## Task goal
In the data below, find each line that contains the word "iter" and copy it.

(Stored data)
+===+

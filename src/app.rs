use std::path::{Path, PathBuf};
use std::time::{Duration, Instant};

use anyhow::{anyhow, Result};
use clap::Parser;
use crossterm::{
    cursor::{Hide, Show},
    event::{self, Event, KeyEventKind},
    execute,
    terminal::{disable_raw_mode, enable_raw_mode, EnterAlternateScreen, LeaveAlternateScreen},
};
use ratatui::{backend::Backend, backend::CrosstermBackend, Terminal};
use tracing::{info, warn};
use zeroize::Zeroizing;

use crate::clipboard::{ClipboardSink, SystemClipboard};
use crate::keymap::map_key;
use crate::models::Db;
use crate::otp::{generate, unix_now_secs, VaultOtp};
use crate::session::Session;
use crate::storage::{default_base_dir, find_vault_path, load_config, open_vault, save_config, Config};
use crate::ui::{draw, page_size_for, Theme};

const POLL_INTERVAL: Duration = Duration::from_millis(100);
const PASSWORD_ENV: &str = "AEGIS_TUI_PASSWORD";

#[derive(Parser, Debug)]
#[command(name = "aegis-tui", version, about = "Browse the one-time passwords of an Aegis vault")]
pub struct Cli {
    /// Vault file to open
    #[arg(short = 'v', long = "vault-path")]
    pub vault_path: Option<PathBuf>,
    /// Directory searched for the newest aegis-backup/export file
    #[arg(short = 'd', long = "vault-dir", default_value = ".")]
    pub vault_dir: PathBuf,
    /// Print the code of one entry and exit
    #[arg(short = 'u', long = "uuid")]
    pub uuid: Option<String>,
    /// Start filtered to this group
    #[arg(short = 'g', long = "group")]
    pub group: Option<String>,
    /// Disable colors
    #[arg(long = "no-color")]
    pub no_color: bool,
    #[arg(hide = true)]
    pub positional: Option<PathBuf>,
}

/// One terminal event at a time, waiting at most `timeout`.
pub trait InputSource {
    fn next_event(&mut self, timeout: Duration) -> Result<Option<Event>>;
}

struct CrosstermInput;

impl InputSource for CrosstermInput {
    fn next_event(&mut self, timeout: Duration) -> Result<Option<Event>> {
        if event::poll(timeout).map_err(|e| anyhow!("Input stream closed: {e}"))? {
            let ev = event::read().map_err(|e| anyhow!("Input stream closed: {e}"))?;
            Ok(Some(ev))
        } else {
            Ok(None)
        }
    }
}

pub fn run() -> Result<()> {
    let cli = Cli::parse();
    let mut config = load_config().unwrap_or_else(|e| {
        warn!(error = %e, "config unavailable, using defaults");
        Config::default()
    });

    let vault_path = resolve_vault_path(&cli, &config)?;
    info!(path = %vault_path.display(), "using vault");
    let db = open_vault(&vault_path, read_password)?;

    config.remember_vault(&std::fs::canonicalize(&vault_path).unwrap_or(vault_path));
    if let Err(e) = save_config(&config) {
        warn!(error = %e, "could not save config");
    }

    if let Some(uuid) = &cli.uuid {
        let code = lookup_code(&db, uuid, unix_now_secs())?;
        println!("OTP for {uuid}: {code}");
        return Ok(());
    }

    if let Some(group) = &cli.group {
        if !db.groups.iter().any(|g| &g.name == group) {
            warn!(%group, "initial group filter matches no vault group");
        }
    }

    let theme = Theme {
        color: !cli.no_color && config.default_color_mode,
    };
    let clipboard = SystemClipboard::probe().map(|c| Box::new(c) as Box<dyn ClipboardSink>);
    let mut session = Session::new(&db, Box::new(VaultOtp::new(&db)), clipboard, cli.group.clone());
    run_tui(&mut session, &theme)
}

fn read_password() -> Result<Zeroizing<String>> {
    if let Ok(password) = std::env::var(PASSWORD_ENV) {
        return Ok(Zeroizing::new(password));
    }
    let password = rpassword::prompt_password("Enter Aegis Password: ")
        .map_err(|e| anyhow!("Could not read password: {e}"))?;
    Ok(Zeroizing::new(password))
}

fn is_json(path: &Path) -> bool {
    path.extension().is_some_and(|ext| ext.eq_ignore_ascii_case("json"))
}

/// Explicit path, positional `.json`, last opened vault, then the newest
/// vault in the given, remembered and default directories.
pub fn resolve_vault_path(cli: &Cli, config: &Config) -> Result<PathBuf> {
    if let Some(path) = &cli.vault_path {
        return Ok(path.clone());
    }
    if let Some(path) = cli.positional.as_ref().filter(|p| is_json(p)) {
        return Ok(path.clone());
    }
    if let Some(path) = config.last_opened_vault.as_ref().filter(|p| p.is_file()) {
        return Ok(path.clone());
    }

    let mut search_dirs = vec![cli.vault_dir.clone()];
    search_dirs.extend(config.last_vault_dir.clone());
    if let Ok(base) = default_base_dir() {
        search_dirs.push(base);
    }
    for dir in &search_dirs {
        match find_vault_path(dir) {
            Ok(path) => return Ok(path),
            Err(e) => info!(dir = %dir.display(), error = %e, "no vault here"),
        }
    }
    Err(anyhow!(
        "No vault files found in {}. Pass one with --vault-path.",
        cli.vault_dir.display()
    ))
}

pub fn lookup_code(db: &Db, uuid: &str, unix_secs: u64) -> Result<String> {
    let entry = db
        .entries
        .iter()
        .find(|e| e.uuid == uuid)
        .ok_or_else(|| anyhow!("No entry found with UUID {uuid}."))?;
    generate(entry, unix_secs).map_err(|e| anyhow!("Cannot generate code for {uuid}: {e}"))
}

fn run_tui(session: &mut Session, theme: &Theme) -> Result<()> {
    enable_raw_mode()?;
    let mut stdout = std::io::stdout();
    if let Err(e) = execute!(stdout, EnterAlternateScreen, Hide) {
        disable_raw_mode().ok();
        return Err(e.into());
    }
    let backend = CrosstermBackend::new(stdout);
    let mut terminal = Terminal::new(backend)?;
    let mut input = CrosstermInput;

    let result = run_loop(&mut terminal, session, &mut input, theme);
    teardown_terminal(&mut terminal);
    if let Err(e) = &result {
        warn!(error = %e, "session ended with error");
    }
    result
}

/// Polls input, advances the session clock and redraws when needed,
/// until the session asks to quit or the input source fails.
pub fn run_loop<B: Backend>(
    terminal: &mut Terminal<B>,
    session: &mut Session,
    input: &mut dyn InputSource,
    theme: &Theme,
) -> Result<()> {
    let mut dirty = true;
    loop {
        if session.should_quit() {
            info!("quit requested");
            return Ok(());
        }
        if session.tick(Instant::now()) {
            dirty = true;
        }
        if dirty {
            let height = terminal.size()?.height;
            session.set_page_size(page_size_for(height, session.mode()));
            let model = session.frame();
            terminal.draw(|f| draw(f, &model, theme))?;
            dirty = false;
        }

        match input.next_event(POLL_INTERVAL)? {
            Some(Event::Key(key)) => {
                let now = Instant::now();
                if key.kind != KeyEventKind::Release {
                    session.note_input(now);
                }
                if let Some(action) = map_key(key) {
                    session.apply(action, now);
                    dirty = true;
                }
            }
            Some(Event::Resize(_, _)) => {
                terminal.autoresize()?;
                dirty = true;
            }
            Some(_) | None => {}
        }
    }
}

fn teardown_terminal(terminal: &mut Terminal<CrosstermBackend<std::io::Stdout>>) {
    disable_raw_mode().ok();
    execute!(terminal.backend_mut(), LeaveAlternateScreen, Show).ok();
    terminal.show_cursor().ok();
}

+===+

## Result for this exercise
        if !db.groups.iter().any(|g| &g.name == group) {
        .iter()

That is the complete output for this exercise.